Grab Your Hammers, Here's a Data Breach Toolkit

This week, Steptoe launched its Data Breach Toolkit, a brainchild of partners Jason Weinstein, above, Stewart Baker (first DHS assistant secretary for policy), and Michael Vatis (founding director of the FBI's computer crime program). It's a guide for companies looking to protect themselves both before and after a breach. Jason, a former deputy assistant AG of the DOJ's criminal division, oversaw the computer crime section. After years of dealing with companies after their breaches, he wanted to help them be proactive and help lessen the chance of them being sued or investigated post-breach. The toolkit is the answer to the question Jason tells us he hears repeatedly: "Where do we start?"

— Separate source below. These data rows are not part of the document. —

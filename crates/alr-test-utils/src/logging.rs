use tracing_subscriber::{EnvFilter, fmt, prelude::*};

/// Initialize a tracing subscriber for test output.
///
/// Uses the `RUST_LOG` environment variable to determine the log level,
/// defaulting to "info" if not set. Only the first call in a process
/// installs a subscriber; later calls are no-ops.
pub fn init() {
    let fmt_layer = fmt::layer()
        .with_target(true)
        .with_level(true)
        .with_test_writer()
        .compact();

    let filter_layer = EnvFilter::try_from_default_env()
        .or_else(|_| EnvFilter::try_new("info"))
        .unwrap_or_else(|_| EnvFilter::new("info"));

    let _ = tracing_subscriber::registry()
        .with(filter_layer)
        .with(fmt_layer)
        .try_init();
}
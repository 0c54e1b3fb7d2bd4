//! Error types for alr-sandbox

use std::path::PathBuf;

/// Result type for alr-sandbox operations
pub type Result<T> = std::result::Result<T, Error>;

/// Errors that can occur while staging a sandbox
#[derive(Debug, thiserror::Error)]
pub enum Error {
    #[error("invalid index description for {name}: {reason}")]
    InvalidIndexDescription { name: String, reason: String },

    #[error("Failed to parse {what}: {message}")]
    Parse { what: String, message: String },

    #[error("Failed to parse driver config at {path}: {message}")]
    ConfigParse { path: PathBuf, message: String },

    #[error("Failed to serialize index descriptor for {name}: {message}")]
    Serialize { name: String, message: String },

    /// Filesystem error from alr-fs
    #[error(transparent)]
    Fs(#[from] alr_fs::Error),

    /// Invocation error from alr-process
    #[error(transparent)]
    Process(#[from] alr_process::Error),
}

impl Error {
    pub fn invalid_index(name: impl Into<String>, reason: impl Into<String>) -> Self {
        Self::InvalidIndexDescription {
            name: name.into(),
            reason: reason.into(),
        }
    }
}
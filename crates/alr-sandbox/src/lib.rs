//! Sandbox staging for the alr test driver
//!
//! Everything a test case needs before it can run `alr` in isolation:
//!
//! - [`DriverConfig`]: which executable to run and where the fixtures live
//! - [`prepare_env`]: a private configuration directory wired into the
//!   invoker's environment
//! - [`prepare_indexes`]: registry index descriptors inside that directory

pub mod config;
pub mod error;
pub mod index;
pub mod stage;

pub use config::{DriverConfig, Fixtures};
pub use error::{Error, Result};
pub use index::{IndexDescriptor, parse_index_descriptions, prepare_indexes};
pub use stage::prepare_env;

We like to think lawyers are superheroes. We snapped this, a gift from Jason's friend, in his office. Before joining the Criminal Division, Jason served as AUSA in the SDNY and the District of Maryland. In Maryland, he created a program that lowered the murder rate in Baltimore from in the 300s per year to under 200, winning him a DOJ award. He gave us three cybersecurity steps companies can take proactively: Conduct a security assessment with lawyers and forensics to assess the risk of attack and what can be done to minimize it. Create an incident response plan—and test it (gather all of the key players and have them act out the scenario). Consider questions like whether, after a breach, you'd reach out to the FBI and Secret Service (in which case, it helps to have a contact there or a lawyer with one).